Safety Device Diagnostics from Pilz records data such as individual device serial numbers, versions, current status and past errors. These are scanned and processed at control level via Modbus or Profibus. In future this will also be possible via Profinet or Ethernet/IP. The data is then displayed on the fieldbus module, a PLC monitor or on a computer screen via a web server.
As a result, the diagnostic data is available both on the machine and remotely for use with predictive maintenance. This is becoming increasingly important in the wake of Industrie 4.0. It applies not only with regard to the timely replacement of worn parts, but also to maintaining operational safety. By analysing the stored data, users can compare the original state with the current state at any time. That way any changes on the machine can be identified immediately, without the need for any additional hardware at control level.
Another example for Industrie 4.0 scenarios are intelligent systems for the functional safety of modular plants. The diagnostic system's linear cable structure makes it comparatively easy to add another module to the plant. There is no need for any new cabling, changes in the control cabinet or changes to the design drawings. Nor are any additional safety devices required. In combination with the PSENmlock secure safety gate system, for the first time safety gates can be controlled individually. If a plant requires maintenance work or a tool change, it is possible to define which gates may be opened after shutdown. Without Safety Device Diagnostics, all the gates would open.

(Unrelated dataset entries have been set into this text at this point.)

//! Engine lifecycle.
//!
//! One `Engine` per process, constructed explicitly and passed around by
//! handle — there is no global scheduler. `init` reconciles against the
//! durable table and only then starts the fire clock, so no external
//! scheduling traffic can interleave with reconciliation.

use std::sync::Arc;

use tokio::sync::{Mutex, watch};
use tokio::task::JoinHandle;
use tracing::info;

use chime_table::JobTable;

use crate::clock::Clock;
use crate::reconcile::{ReconcileReport, Reconciler};
use crate::registry::JobRegistry;
use crate::resolver::CallableResolver;
use crate::store::TriggerStore;

/// Process-scoped scheduling engine.
pub struct Engine {
    store: Arc<TriggerStore>,
    registry: Arc<JobRegistry>,
    clock: Arc<dyn Clock>,
    shutdown_tx: watch::Sender<bool>,
    shutdown_rx: watch::Receiver<bool>,
    clock_task: Mutex<Option<JoinHandle<()>>>,
}

impl Engine {
    /// Assemble an engine. Nothing runs until [`Engine::init`].
    pub fn new(resolver: Arc<dyn CallableResolver>, clock: Arc<dyn Clock>) -> Self {
        let store = Arc::new(TriggerStore::new(resolver, Arc::clone(&clock)));
        let registry = Arc::new(JobRegistry::new(Arc::clone(&store), Arc::clone(&clock)));
        let (shutdown_tx, shutdown_rx) = watch::channel(false);
        Self {
            store,
            registry,
            clock,
            shutdown_tx,
            shutdown_rx,
            clock_task: Mutex::new(None),
        }
    }

    /// Reconcile against the durable table, then start the fire clock.
    ///
    /// Must complete before the registry is exposed to external callers.
    pub async fn init(&self, table: Arc<dyn JobTable>) -> ReconcileReport {
        let reconciler = Reconciler::new(
            Arc::clone(&self.registry),
            table,
            Arc::clone(&self.clock),
        );
        let report = reconciler.run().await;

        let store = Arc::clone(&self.store);
        let shutdown_rx = self.shutdown_rx.clone();
        let task = tokio::spawn(store.run(shutdown_rx));
        *self.clock_task.lock().await = Some(task);

        info!("engine initialized, accepting scheduling traffic");
        report
    }

    /// The CRUD surface for callers.
    pub fn registry(&self) -> Arc<JobRegistry> {
        Arc::clone(&self.registry)
    }

    /// Stop the fire clock and wait for it to exit. In-flight job bodies
    /// are not cancelled; only future fires stop.
    pub async fn shutdown(&self) {
        let _ = self.shutdown_tx.send(true);
        if let Some(task) = self.clock_task.lock().await.take() {
            let _ = task.await;
        }
        info!("engine shut down");
    }
}

#[cfg(test)]
mod tests {
    use super::*;
    use crate::clock::SystemClock;
    use crate::resolver::CallableRegistry;
    use chime_table::MemoryJobTable;

    #[tokio::test]
    async fn init_then_shutdown_is_clean() {
        let engine = Engine::new(
            Arc::new(CallableRegistry::new()),
            Arc::new(SystemClock),
        );
        let report = engine.init(Arc::new(MemoryJobTable::new())).await;
        assert_eq!(report.restarted, 0);
        engine.shutdown().await;
    }
}
impl TriggerStore {
    /// Create an empty store.
    pub fn new(resolver: Arc<dyn CallableResolver>, clock: Arc<dyn Clock>) -> Self {
        Self {
            clock,
            resolver,
            triggers: RwLock::new(HashMap::new()),
        }
    }

    /// Register a trigger for `definition`.
    ///
    /// Compiles the cron schedule and resolves the callable up front; both
    /// failures abort the add. Registration under an existing id is
    /// rejected — idempotency is the registry's concern, not the store's.
    pub async fn add(&self, definition: JobDefinition) -> Result<(), SchedulerError> {
        let schedule = definition.cron.clone().unwrap_or_default().compile()?;
        let callable = self.resolver.resolve(&definition.callable)?;

        let mut triggers = self.triggers.write().await;
        if triggers.contains_key(&definition.id) {
            return Err(SchedulerError::TriggerExists(definition.id));
        }

        let now = self.clock.now();
        let next_fire = match definition.next_run {
            Some(at) => at,
            None => next_occurrence(&schedule, now, &definition)?,
        };

        debug!(id = %definition.id, %next_fire, "registered trigger");
        triggers.insert(
            definition.id.clone(),
            Trigger {
                entry: TriggerEntry {
                    definition,
                    next_fire,
                    status: TriggerStatus::Active,
                },
                schedule,
                callable,
            },
        );
        Ok(())
    }

    /// Remove a trigger.
    pub async fn remove(&self, id: &str) -> Result<(), SchedulerError> {
        let mut triggers = self.triggers.write().await;
        triggers
            .remove(id)
            .map(|_| ())
            .ok_or_else(|| SchedulerError::TriggerNotFound(id.to_string()))
    }

    /// Get a trigger by id.
    pub async fn get(&self, id: &str) -> Option<TriggerEntry> {
        self.triggers.read().await.get(id).map(|t| t.entry.clone())
    }

    /// All triggers, ordered by next fire time.
    pub async fn list(&self) -> Vec<TriggerEntry> {
        let triggers = self.triggers.read().await;
        let mut entries: Vec<_> = triggers.values().map(|t| t.entry.clone()).collect();
        entries.sort_by_key(|e| e.next_fire);
        entries
    }

    /// Take a trigger off the fire clock without deleting its definition.
    pub async fn pause(&self, id: &str) -> Result<TriggerStatus, SchedulerError> {
        let mut triggers = self.triggers.write().await;
        let trigger = triggers
            .get_mut(id)
            .ok_or_else(|| SchedulerError::TriggerNotFound(id.to_string()))?;
        trigger.entry.status = TriggerStatus::Paused;
        info!(id, "paused trigger");
        Ok(trigger.entry.status)
    }

    /// Re-admit a trigger to the fire clock.
    ///
    /// If the stored fire time already elapsed while paused, `coalesce`
    /// decides what happens: true fires a single catch-up immediately;
    /// false drops the missed occurrences and advances to the next one on
    /// the cron schedule.
    pub async fn resume(&self, id: &str) -> Result<TriggerStatus, SchedulerError> {
        let mut triggers = self.triggers.write().await;
        let trigger = triggers
            .get_mut(id)
            .ok_or_else(|| SchedulerError::TriggerNotFound(id.to_string()))?;

        let now = self.clock.now();
        if trigger.entry.next_fire <= now {
            trigger.entry.next_fire = if trigger.entry.definition.coalesce {
                now
            } else {
                next_occurrence(&trigger.schedule, now, &trigger.entry.definition)?
            };
        }
        trigger.entry.status = TriggerStatus::Active;
        info!(id, next_fire = %trigger.entry.next_fire, "resumed trigger");
        Ok(trigger.entry.status)
    }

    /// Fire every due trigger and reschedule it. Returns the number fired.
    ///
    /// Job bodies are spawned onto the runtime; this method only blocks for
    /// the duration of the bookkeeping.
    pub async fn fire_due(&self) -> usize {
        let now = self.clock.now();
        let mut triggers = self.triggers.write().await;
        let mut fired = 0;

        for (id, trigger) in triggers.iter_mut() {
            if trigger.entry.status != TriggerStatus::Active || trigger.entry.next_fire > now {
                continue;
            }

            let callable = Arc::clone(&trigger.callable);
            let args = trigger.entry.definition.args.clone();
            let kwargs = trigger.entry.definition.kwargs.clone();
            let job_id = id.clone();
            info!(id = %job_id, "firing trigger");
            tokio::spawn(async move {
                if let Err(error) = callable(args, kwargs).await {
                    warn!(id = %job_id, %error, "job invocation failed");
                }
            });
            fired += 1;

            match trigger.schedule.after(&now).next() {
                Some(next) => trigger.entry.next_fire = next,
                None => {
                    // Schedule exhausted (e.g. a fixed date in the past).
                    warn!(id = %id, "no further occurrences, pausing trigger");
                    trigger.entry.status = TriggerStatus::Paused;
                }
            }
        }

        fired
    }

    /// Run the fire clock until shutdown is signalled.
    pub async fn run(self: Arc<Self>, mut shutdown_rx: watch::Receiver<bool>) {
        info!("fire clock started");

        loop {
            if *shutdown_rx.borrow() {
                break;
            }

            let fired = self.fire_due().await;
            if fired > 0 {
                debug!(fired, "dispatched due triggers");
            }

            let sleep_duration = self.sleep_duration().await;
            tokio::select! {
                _ = shutdown_rx.changed() => {}
                _ = sleep(sleep_duration) => {}
            }
        }

        info!("fire clock stopped");
    }

    /// How long the clock loop may sleep before the earliest active trigger
    /// is due, bounded to [`MIN_SLEEP_SECS`]..[`MAX_SLEEP_SECS`].
    pub async fn sleep_duration(&self) -> std::time::Duration {
        let triggers = self.triggers.read().await;
        let now = self.clock.now();

        let next_due = triggers
            .values()
            .filter(|t| t.entry.status == TriggerStatus::Active)
            .map(|t| t.entry.next_fire)
            .min();

        let secs = match next_due {
            Some(next) => {
                let diff = (next - now).num_seconds();
                (diff.max(MIN_SLEEP_SECS as i64) as u64).min(MAX_SLEEP_SECS)
            }
            None => MAX_SLEEP_SECS,
        };

        std::time::Duration::from_secs(secs)
    }
}
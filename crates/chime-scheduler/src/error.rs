//! Error types for the scheduler.

use thiserror::Error;

/// Errors that can occur in scheduler operations.
#[derive(Debug, Error)]
pub enum SchedulerError {
    /// Cron expression did not have exactly six whitespace-separated fields.
    #[error("cron expression must have 6 fields, got {found}: '{expression}'")]
    CronFieldCount { expression: String, found: usize },

    /// Cron expression failed to compile into a schedule.
    #[error("invalid cron expression '{expression}': {source}")]
    CronParse {
        expression: String,
        #[source]
        source: cron::error::Error,
    },

    /// Cron schedule has no occurrence after the requested instant.
    #[error("cron expression '{0}' has no upcoming occurrence")]
    NoUpcomingFire(String),

    /// Callable path does not resolve to a registered function.
    #[error("callable not found: {0}")]
    CallableNotFound(String),

    /// Trigger already registered under this id.
    #[error("trigger already exists: {0}")]
    TriggerExists(String),

    /// No trigger registered under this id.
    #[error("trigger not found: {0}")]
    TriggerNotFound(String),
}
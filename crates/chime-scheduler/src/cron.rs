//! Six-field cron expression translation.
//!
//! Wire format: `second minute hour day month day_of_week`, whitespace
//! separated. A `?` token means the field is unconstrained; any other token
//! is kept verbatim and interpreted by the `cron` crate when the schedule
//! is compiled (`*/5`, `1-5`, `MON-FRI`, ...).

use std::str::FromStr;

use serde::{Deserialize, Serialize};

use crate::error::SchedulerError;

/// Number of fields in the cron wire format.
pub const CRON_FIELD_COUNT: usize = 6;

/// Structured cron schedule. Absent fields are unconstrained.
#[derive(Debug, Clone, Default, PartialEq, Eq, Serialize, Deserialize)]
pub struct CronSchedule {
    pub second: Option<String>,
    pub minute: Option<String>,
    pub hour: Option<String>,
    pub day: Option<String>,
    pub month: Option<String>,
    pub day_of_week: Option<String>,
}

impl CronSchedule {
    /// Translate a cron expression into a structured schedule.
    ///
    /// An absent expression yields the empty (fully unconstrained) schedule.
    /// Validation is not separable from translation: a wrong field count
    /// fails here, before any field is interpreted.
    pub fn parse(expression: Option<&str>) -> Result<Self, SchedulerError> {
        let Some(expression) = expression else {
            return Ok(Self::default());
        };

        validate(expression)?;

        let mut tokens = expression.split_whitespace();
        let mut field = || {
            tokens
                .next()
                .filter(|t| *t != "?")
                .map(|t| t.to_string())
        };

        Ok(Self {
            second: field(),
            minute: field(),
            hour: field(),
            day: field(),
            month: field(),
            day_of_week: field(),
        })
    }

    /// Whether every field is unconstrained.
    pub fn is_unconstrained(&self) -> bool {
        *self == Self::default()
    }

    /// Render back to a six-field expression, absent fields as `*`.
    pub fn to_expression(&self) -> String {
        let star = |f: &Option<String>| f.clone().unwrap_or_else(|| "*".to_string());
        format!(
            "{} {} {} {} {} {}",
            star(&self.second),
            star(&self.minute),
            star(&self.hour),
            star(&self.day),
            star(&self.month),
            star(&self.day_of_week),
        )
    }

    /// Compile into an evaluatable schedule.
    pub fn compile(&self) -> Result<cron::Schedule, SchedulerError> {
        let expression = self.to_expression();
        cron::Schedule::from_str(&expression).map_err(|source| SchedulerError::CronParse {
            expression,
            source,
        })
    }
}

/// Check that an expression has exactly six whitespace-separated fields.
pub fn validate(expression: &str) -> Result<(), SchedulerError> {
    let found = expression.split_whitespace().count();
    if found != CRON_FIELD_COUNT {
        return Err(SchedulerError::CronFieldCount {
            expression: expression.to_string(),
            found,
        });
    }
    Ok(())
}
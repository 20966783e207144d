//! Callable resolution.
//!
//! Jobs reference the function they invoke by dotted path
//! (`"tasks.report.nightly"`). The resolver turns that path into an
//! invocable at creation time, so a bad reference fails the create call
//! instead of surfacing at fire time.

use std::collections::HashMap;
use std::future::Future;
use std::pin::Pin;
use std::sync::Arc;

use serde_json::{Map, Value};

use crate::error::SchedulerError;

/// Future returned by a job body.
pub type JobFuture = Pin<Box<dyn Future<Output = Result<(), String>> + Send>>;

/// An invocable job body: positional args plus keyword args.
pub type Callable = Arc<dyn Fn(Vec<Value>, Map<String, Value>) -> JobFuture + Send + Sync>;

/// Resolves dotted callable paths to invocables.
pub trait CallableResolver: Send + Sync {
    fn resolve(&self, path: &str) -> Result<Callable, SchedulerError>;
}

/// Map-backed resolver. The process registers its job functions under
/// their dotted paths at startup; lookup is exact-match.
#[derive(Default)]
pub struct CallableRegistry {
    callables: HashMap<String, Callable>,
}

impl CallableRegistry {
    pub fn new() -> Self {
        Self::default()
    }

    /// Register a job function under a dotted path. Replaces any previous
    /// registration for the same path.
    pub fn register<F, Fut>(&mut self, path: impl Into<String>, f: F)
    where
        F: Fn(Vec<Value>, Map<String, Value>) -> Fut + Send + Sync + 'static,
        Fut: Future<Output = Result<(), String>> + Send + 'static,
    {
        self.callables
            .insert(path.into(), Arc::new(move |args, kwargs| Box::pin(f(args, kwargs))));
    }

    /// Registered paths, for diagnostics.
    pub fn paths(&self) -> Vec<&str> {
        self.callables.keys().map(String::as_str).collect()
    }
}

impl CallableResolver for CallableRegistry {
    fn resolve(&self, path: &str) -> Result<Callable, SchedulerError> {
        self.callables
            .get(path)
            .cloned()
            .ok_or_else(|| SchedulerError::CallableNotFound(path.to_string()))
    }
}
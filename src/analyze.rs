//! Mach-O load command inspection using otool.

use anyhow::{bail, Result};
use std::path::Path;

use crate::tool::MachoTool;

/// Extract the linked-library references of a Mach-O binary using `otool -L`.
///
/// The binary's own install name is not returned: `otool -L` lists it as the
/// first entry for dylibs, and it is recognized by file name.
///
/// # Errors
///
/// Returns an error if:
/// - The file does not exist
/// - `otool` is not installed or exits non-zero (not a Mach-O file)
#[must_use = "library references should be processed"]
pub fn get_library_references(tool: &dyn MachoTool, binary_path: &Path) -> Result<Vec<String>> {
    if !binary_path.exists() {
        bail!("File does not exist: {}", binary_path.display());
    }

    let stdout = tool.list_libraries(binary_path)?;
    let file_name = binary_path
        .file_name()
        .map(|n| n.to_string_lossy().into_owned())
        .unwrap_or_default();
    Ok(parse_otool_libraries(&stdout, &file_name))
}

/// Parse `otool -L` output into library references.
///
/// Example otool output:
/// ```text
/// /opt/octave/lib/liboctave.dylib:
///     /opt/octave/lib/liboctave.dylib (compatibility version 11.0.0, current version 11.0.0)
///     @rpath/libfftw3.3.dylib (compatibility version 10.0.0, current version 10.10.0)
///     /usr/lib/libSystem.B.dylib (compatibility version 1.0.0, current version 1319.0.0)
/// ```
///
/// Universal binaries repeat a `path (architecture x86_64):` header per slice;
/// those headers are skipped and repeated references collapse to one.
pub fn parse_otool_libraries(output: &str, binary_name: &str) -> Vec<String> {
    let mut libs: Vec<String> = Vec::new();

    for line in output.lines().skip(1) {
        let line = line.trim();
        if line.is_empty() || line.ends_with(':') {
            continue;
        }

        let reference = strip_version_suffix(line);
        let base_name = Path::new(reference)
            .file_name()
            .map(|n| n.to_string_lossy())
            .unwrap_or_default();
        if base_name == binary_name {
            continue;
        }

        if !libs.iter().any(|l| l == reference) {
            libs.push(reference.to_string());
        }
    }

    libs
}

fn strip_version_suffix(line: &str) -> &str {
    let cut = line
        .find(" (compatibility version")
        .or_else(|| line.rfind(" ("))
        .unwrap_or(line.len());
    line[..cut].trim()
}

/// Extract the `LC_RPATH` entries of a Mach-O binary using `otool -l`.
#[must_use = "search paths should be processed"]
pub fn get_search_paths(tool: &dyn MachoTool, binary_path: &Path) -> Result<Vec<String>> {
    if !binary_path.exists() {
        bail!("File does not exist: {}", binary_path.display());
    }
    let stdout = tool.list_load_commands(binary_path)?;
    Ok(parse_otool_rpaths(&stdout))
}

/// Parse `otool -l` output into the paths of its `LC_RPATH` commands.
///
/// Universal binaries list their load commands once per slice; an rpath
/// present in several slices is returned once, since `-delete_rpath` removes
/// it from all of them.
///
/// ```text
/// Load command 14
///           cmd LC_RPATH
///       cmdsize 32
///          path /opt/homebrew/lib (offset 12)
/// ```
pub fn parse_otool_rpaths(output: &str) -> Vec<String> {
    let mut rpaths: Vec<String> = Vec::new();
    let mut in_rpath = false;

    for line in output.lines() {
        let line = line.trim();
        if line.starts_with("Load command") {
            in_rpath = false;
        } else if let Some(cmd) = line.strip_prefix("cmd ") {
            in_rpath = cmd.trim() == "LC_RPATH";
        } else if in_rpath {
            if let Some(rest) = line.strip_prefix("path ") {
                let path = rest.rfind(" (offset").map_or(rest, |end| &rest[..end]).trim();
                if !rpaths.iter().any(|r| r == path) {
                    rpaths.push(path.to_string());
                }
                in_rpath = false;
            }
        }
    }

    rpaths
}
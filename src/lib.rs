//! Mach-O relocation utilities.
//!
//! Rewrites the load commands of an application's binaries so they reference
//! their libraries through `@rpath` instead of absolute build-time paths.
//! Libraries from the vendored dependency tree are copied next to the bundle;
//! libraries from the application tree are renamed in place. Uses `otool` to
//! read load commands and `install_name_tool` to edit them.

mod analyze;
mod bundle;
mod classify;
mod config;
mod copy;
mod error;
mod finalize;
mod paths;
mod rewrite;
mod tool;
mod walk;

pub use analyze::{get_library_references, get_search_paths, parse_otool_libraries, parse_otool_rpaths};
pub use bundle::{relocate_bundle, RelocationReport};
pub use classify::{has_rpath, is_system, Classifier, Origin, Resolved, RPATH_TOKEN, SYSTEM_PREFIXES};
pub use config::{RelocateConfig, DEFAULT_ENTRY_POINTS};
pub use copy::{copy_library_into, make_writable};
pub use error::RelocateError;
pub use finalize::{add_rpaths_to_entry_points, clear_rpaths};
pub use paths::{candidate_binaries, find_entry_points, is_macho, search_path_entry, EXECUTABLE_PATH_TOKEN};
pub use rewrite::{add_search_path, change_reference, clear_all_search_paths, rpath_name, set_identity};
pub use tool::{Edit, MachoTool, XcodeTools};
pub use walk::{Relocator, WalkState};
//! Fatal failure categories of a relocation run.

use std::path::PathBuf;

use thiserror::Error;

/// Errors that abort the whole run.
///
/// Library functions return `anyhow::Result`; these are the variants callers
/// may want to tell apart via `downcast_ref`.
#[derive(Error, Debug)]
pub enum RelocateError {
    #[error("library {reference} not found in {}", sysroot.display())]
    UnresolvedReference { reference: String, sysroot: PathBuf },

    #[error("unforeseen location of library {}", path.display())]
    UnforeseenLocation { path: PathBuf },

    #[error("{tool} failed on {} ({status}): {stderr}", binary.display())]
    ToolFailed {
        tool: &'static str,
        binary: PathBuf,
        status: String,
        stderr: String,
    },
}
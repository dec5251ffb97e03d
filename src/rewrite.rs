//! In-place load command edits.
//!
//! Each operation is idempotent: applying a value the binary already carries
//! leaves it unchanged.

use anyhow::Result;
use std::path::Path;
use tracing::debug;

use crate::analyze::get_search_paths;
use crate::classify::RPATH_TOKEN;
use crate::paths::search_path_entry;
use crate::tool::{Edit, MachoTool};

/// The relocatable form of a library reference: `@rpath/<file name>`.
pub fn rpath_name(library: &Path) -> String {
    let name = library
        .file_name()
        .map(|n| n.to_string_lossy())
        .unwrap_or_default();
    format!("{}/{}", RPATH_TOKEN, name)
}

/// Point `binary`'s reference `old` at `new`.
pub fn change_reference(tool: &dyn MachoTool, binary: &Path, old: &str, new: &str) -> Result<()> {
    debug!("change {} -> {} in {}", old, new, binary.display());
    tool.apply(
        binary,
        &Edit::Change {
            old: old.to_string(),
            new: new.to_string(),
        },
    )
}

/// Set a library's own install name.
pub fn set_identity(tool: &dyn MachoTool, binary: &Path, id: &str) -> Result<()> {
    debug!("id {} for {}", id, binary.display());
    tool.apply(binary, &Edit::Id(id.to_string()))
}

/// Delete every `LC_RPATH` entry of `binary`.
///
/// Returns the number of entries removed.
pub fn clear_all_search_paths(tool: &dyn MachoTool, binary: &Path) -> Result<usize> {
    let rpaths = get_search_paths(tool, binary)?;
    for rpath in &rpaths {
        debug!("delete rpath {} from {}", rpath, binary.display());
        tool.apply(binary, &Edit::DeleteRpath(rpath.clone()))?;
    }
    Ok(rpaths.len())
}

/// Add `directory` as an `@executable_path`-relative rpath of `executable`.
///
/// Returns the entry that was added.
pub fn add_search_path(tool: &dyn MachoTool, executable: &Path, directory: &Path) -> Result<String> {
    let entry = search_path_entry(executable, directory)?;
    debug!("add rpath {} to {}", entry, executable.display());
    tool.apply(executable, &Edit::AddRpath(entry.clone()))?;
    Ok(entry)
}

IO-Link Safety as an alternative
An alternative approach is currently being developed with IO-Link Safety. This guarantees interoperability right up to the sensors. It therefore operates on all levels with safety devices from various manufacturers. Data is transferred securely from the sensor to the PLC, creating new application options. With IO-Link Safety it is the PLC that switches and not the sensor. Expensive safety architectures are specified as a result and new dependencies arise between the sensor and PLCs - for example, when a replacement is needed.
This approach is based on point-to-point connections, ie on a star configuration in the field or control cabinet. The bottom line is that both installation and engineering costs are considerably higher than with the diagnostic system. Depending on the application, the cost-benefit ratio will be the primary factor in deciding which system will gain acceptance.
In conclusion, IO-Link Safety is currently still a vision for the future, whereas Pilz Safety Device Diagnostics are ready to use now.